Caro amigo,
Devo lhe agradecer por ter
me inserido no grupo de WhatsApp. O grupo tem muitas pessoas das quais gosto
muito, inclusive, você. Mas, devo pedir desculpas porque, bêbado, perco o
controle e desabafo, às vezes, sequer lembro da “indelicadeza” cometida.
Quando éramos Cadetes na ESFO/APMG,
tornei-me amigo de um Médico Residente que ali trabalhava e ele me diagnosticou
como alcoólatra, curiosamente bebia comigo. Foi ele quem me disse que um dos
sintomas do alcoolismo é a amnésia etílica, por isso, muitas vezes peço
desculpas sem saber exatamente de quê estou falando.
Perdão e, pior, lembro que
fui grosseiro ao relembrar que disse que “às vezes, pareço esquizofrênico”.
Desculpe-me, mas pareço bêbado mesmo, com todas as intempéries da embriaguez.
Mas, não me furto publicamente à minha embriaguez.[1]
Como Nietzsche via na sua deficiência um desejo de potência, vejo
nos meus defeitos oportunidade para lutar.

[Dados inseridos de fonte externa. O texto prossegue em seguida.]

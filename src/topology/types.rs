//! Topology type definitions.
//!
//! A topology is an owned adjacency list: every node maps to an ordered
//! sequence of outgoing links. Links are directed, so the cost of `a -> b`
//! is independent of `b -> a`.

use std::collections::BTreeMap;

use serde::{Deserialize, Serialize};

use crate::error::{SimError, SimResult};

/// Node identifier. The base station is always [`BASE_STATION_ID`].
pub type NodeId = u32;

/// Link cost. Always positive.
pub type Weight = u32;

/// Identifier of the base station in every built topology
pub const BASE_STATION_ID: NodeId = 0;

/// Role of a node in the sensor network
#[derive(Debug, Clone, Copy, PartialEq, Eq, Hash, Serialize, Deserialize)]
#[serde(rename_all = "snake_case")]
pub enum NodeRole {
    /// The single sink collecting sensor traffic
    BaseStation,
    /// A regular sensor forwarding readings towards the base station
    Sensor,
}

/// Outgoing link as stored in the adjacency list
#[derive(Debug, Clone, Copy, PartialEq, Eq, Serialize, Deserialize)]
pub struct Link {
    pub to: NodeId,
    pub weight: Weight,
}

/// A directed edge with its source, used when edges leave the adjacency list
#[derive(Debug, Clone, Copy, PartialEq, Eq, Hash, Serialize, Deserialize)]
pub struct Edge {
    pub from: NodeId,
    pub to: NodeId,
    pub weight: Weight,
}

#[derive(Debug, Clone, PartialEq, Eq)]
struct NodeEntry {
    role: NodeRole,
    links: Vec<Link>,
}

/// Directed weighted graph of sensors and one base station
#[derive(Debug, Clone, PartialEq, Eq)]
pub struct Topology {
    base_station: NodeId,
    nodes: BTreeMap<NodeId, NodeEntry>,
}

impl Topology {
    /// Create a topology holding only the base station
    pub fn new(base_station: NodeId) -> Self {
        let mut nodes = BTreeMap::new();
        nodes.insert(
            base_station,
            NodeEntry {
                role: NodeRole::BaseStation,
                links: Vec::new(),
            },
        );
        Self { base_station, nodes }
    }

    pub fn base_station(&self) -> NodeId {
        self.base_station
    }

    /// Add a sensor node. Re-adding an existing sensor keeps its links.
    pub fn add_sensor(&mut self, id: NodeId) -> SimResult<()> {
        if id == self.base_station {
            return Err(SimError::NotASensor(id));
        }
        self.nodes.entry(id).or_insert_with(|| NodeEntry {
            role: NodeRole::Sensor,
            links: Vec::new(),
        });
        Ok(())
    }

    /// Add a directed edge, or overwrite the weight if it already exists.
    pub fn add_edge(&mut self, from: NodeId, to: NodeId, weight: Weight) -> SimResult<()> {
        self.ensure_node(to)?;
        let entry = self.entry_mut(from)?;
        match entry.links.iter_mut().find(|link| link.to == to) {
            Some(link) => link.weight = weight,
            None => entry.links.push(Link { to, weight }),
        }
        Ok(())
    }

    /// Remove a directed edge. Returns the removed edge, if there was one.
    pub fn remove_edge(&mut self, from: NodeId, to: NodeId) -> SimResult<Option<Edge>> {
        self.ensure_node(to)?;
        let entry = self.entry_mut(from)?;
        let Some(idx) = entry.links.iter().position(|link| link.to == to) else {
            return Ok(None);
        };
        let link = entry.links.remove(idx);
        Ok(Some(Edge {
            from,
            to,
            weight: link.weight,
        }))
    }

    pub fn has_edge(&self, from: NodeId, to: NodeId) -> bool {
        self.nodes
            .get(&from)
            .map(|entry| entry.links.iter().any(|link| link.to == to))
            .unwrap_or(false)
    }

    pub fn weight(&self, from: NodeId, to: NodeId) -> Option<Weight> {
        self.nodes
            .get(&from)?
            .links
            .iter()
            .find(|link| link.to == to)
            .map(|link| link.weight)
    }

    /// Outgoing links of `node` in insertion order
    pub fn links(&self, node: NodeId) -> SimResult<&[Link]> {
        self.nodes
            .get(&node)
            .map(|entry| entry.links.as_slice())
            .ok_or(SimError::UnknownNode(node))
    }

    /// Mutable access to the outgoing links of `node`; edges cannot be added this way.
    pub fn links_mut(&mut self, node: NodeId) -> SimResult<&mut [Link]> {
        self.entry_mut(node).map(|entry| entry.links.as_mut_slice())
    }

    pub fn out_degree(&self, node: NodeId) -> SimResult<usize> {
        self.links(node).map(<[Link]>::len)
    }

    pub fn role(&self, node: NodeId) -> Option<NodeRole> {
        self.nodes.get(&node).map(|entry| entry.role)
    }

    pub fn contains(&self, node: NodeId) -> bool {
        self.nodes.contains_key(&node)
    }

    /// Fail with [`SimError::UnknownNode`] when `node` is absent
    pub fn ensure_node(&self, node: NodeId) -> SimResult<()> {
        if self.contains(node) {
            Ok(())
        } else {
            Err(SimError::UnknownNode(node))
        }
    }

    /// Fail unless `node` is present and is a sensor
    pub fn ensure_sensor(&self, node: NodeId) -> SimResult<()> {
        match self.role(node) {
            Some(NodeRole::Sensor) => Ok(()),
            Some(NodeRole::BaseStation) => Err(SimError::NotASensor(node)),
            None => Err(SimError::UnknownNode(node)),
        }
    }

    /// All node ids with their roles, ascending by id
    pub fn nodes(&self) -> impl Iterator<Item = (NodeId, NodeRole)> + '_ {
        self.nodes.iter().map(|(&id, entry)| (id, entry.role))
    }

    /// Sensor ids, ascending
    pub fn sensors(&self) -> impl Iterator<Item = NodeId> + '_ {
        self.nodes
            .iter()
            .filter(|(_, entry)| entry.role == NodeRole::Sensor)
            .map(|(&id, _)| id)
    }

    pub fn sensor_count(&self) -> usize {
        self.sensors().count()
    }

    pub fn node_count(&self) -> usize {
        self.nodes.len()
    }

    /// Every edge, grouped by source in ascending id order
    pub fn edges(&self) -> impl Iterator<Item = Edge> + '_ {
        self.nodes.iter().flat_map(|(&from, entry)| {
            entry.links.iter().map(move |link| Edge {
                from,
                to: link.to,
                weight: link.weight,
            })
        })
    }

    pub fn edge_count(&self) -> usize {
        self.nodes.values().map(|entry| entry.links.len()).sum()
    }

    fn entry_mut(&mut self, node: NodeId) -> SimResult<&mut NodeEntry> {
        self.nodes.get_mut(&node).ok_or(SimError::UnknownNode(node))
    }
}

Somos diferentes e respeito
isso, embora me cansando com o discurso de ódio que grassa no grupo. Não
saio dele porque as pessoas são maiores do que os seus discursos, até porque
acredito em Erasmo de Roterdã, que afirma:
Corneia-se um marido?
Toda gente ri e o chama de corno, enquanto o bom homem, todo atencioso, fica a
consolar a cara-metade, a enxugar com seus ternos beijos as lágrimas fingidas
da mulher adúltera...[2]
Diz o adágio
popular que somos um universo e Freud atribua a nós pouco de consciente. O
desconhecido é a maior parte de cada um de nós que pode ser conhecida, razão de ser exageradamente
pretencioso o desejo de conhecer outrem, razão de não me esforçar muito para conhecer sequer a minha mulher. Mas, podemos ser amigos a partir das
experiências. No nosso caso, foram três anos de academia militar, o que nos
permite dizer: somos amigos.
O discurso de
ódio, o punitivismo, os movimentos de lei e ordem etc. são valorizados no nosso
grupo de WatsApp, contrariando aos conhecimentos que nos são dados pelas
ciências sociais aplicadas. Isso me coloca em descompasso com o grupo e me leva
a me manifestar contra a maioria. Desculpe-me por isso, não o faço pelo mal,
mas porque desejo o bem.
Os militares
falam muito em deontologia (tratado dos deveres ou ciência da moral),
olvidando-se da fundamentação metafísica dos costumes.[3]
Mais ainda, moral é costume. Parece que os defensores da deontologia militar se
esquecem do clássico exemplo, mencionado em nosso Curso de Formação de Oficiais,
de um banco de cimento situado no interior do quartel que ficou com um
sentinela o vigiando por vários anos
sem saber o porquê, quando tudo iniciou porque pintaram um banco e, por
punição, foi colocado ali um recruta para avisar que a tinta era fresca.
Desculpe-me Coronel amigo, reflitamos, e lutemos pela nossa evolução.
Finalmente, sou partidário da civilização da polícia, retirando a sua veia militar porque o militar vê inimigo onde não existe. O crime, já nos ensinou Durkheim, é um fato normal e, portanto, o delinquente é sujeito do Direito, não inimigo.
A intolerância nos perturba, apenas isso!
De todo modo, se fui intolerante, perdão!
Brasília-DF, 28 de novembro
de 2020, às 20h37
Sidio Rosa de
Mesquita Júnior
[1]
Já escrevi:
Sou viciado em uma droga lícita, a bebida alcoólica.
Não experimentei e não estou mais na idade daqueles que pretendem fazer alguma
incursão no âmbito dos psicotrópicos ilícitos. Porém, reconheço, a bebida
alcoólica serve como um remédio (ou fuga) para meus problemas. Caso eu fosse
usuário de alguma droga ilícita, na sistemática da nova lei, seria objeto de
prevenção e se fosse traficante seria objeto de repressão. Nesse ponto,
concordo com Alexandre Bizzotto e Andreia Rodrigues que essa dicotomia legal, prevenção (para usuários) e repressão (para traficantes), não é a
melhor. (in MESQUITA JÚNIOR, Sidio Rosa. Comentários à lei antidrogas.:
Lei n. 11.343, de 23.8.2006. São Paulo: Atlas, 2007. p. 8).
[2] ROTERDAM,
Erasmo de. Elogio da loucura. Rio de Janeiro: Ediouro, 1985. p. 47.
[3] KANT,
Immanuel. Fundamentação da metafísica dos costumes e outros escritos.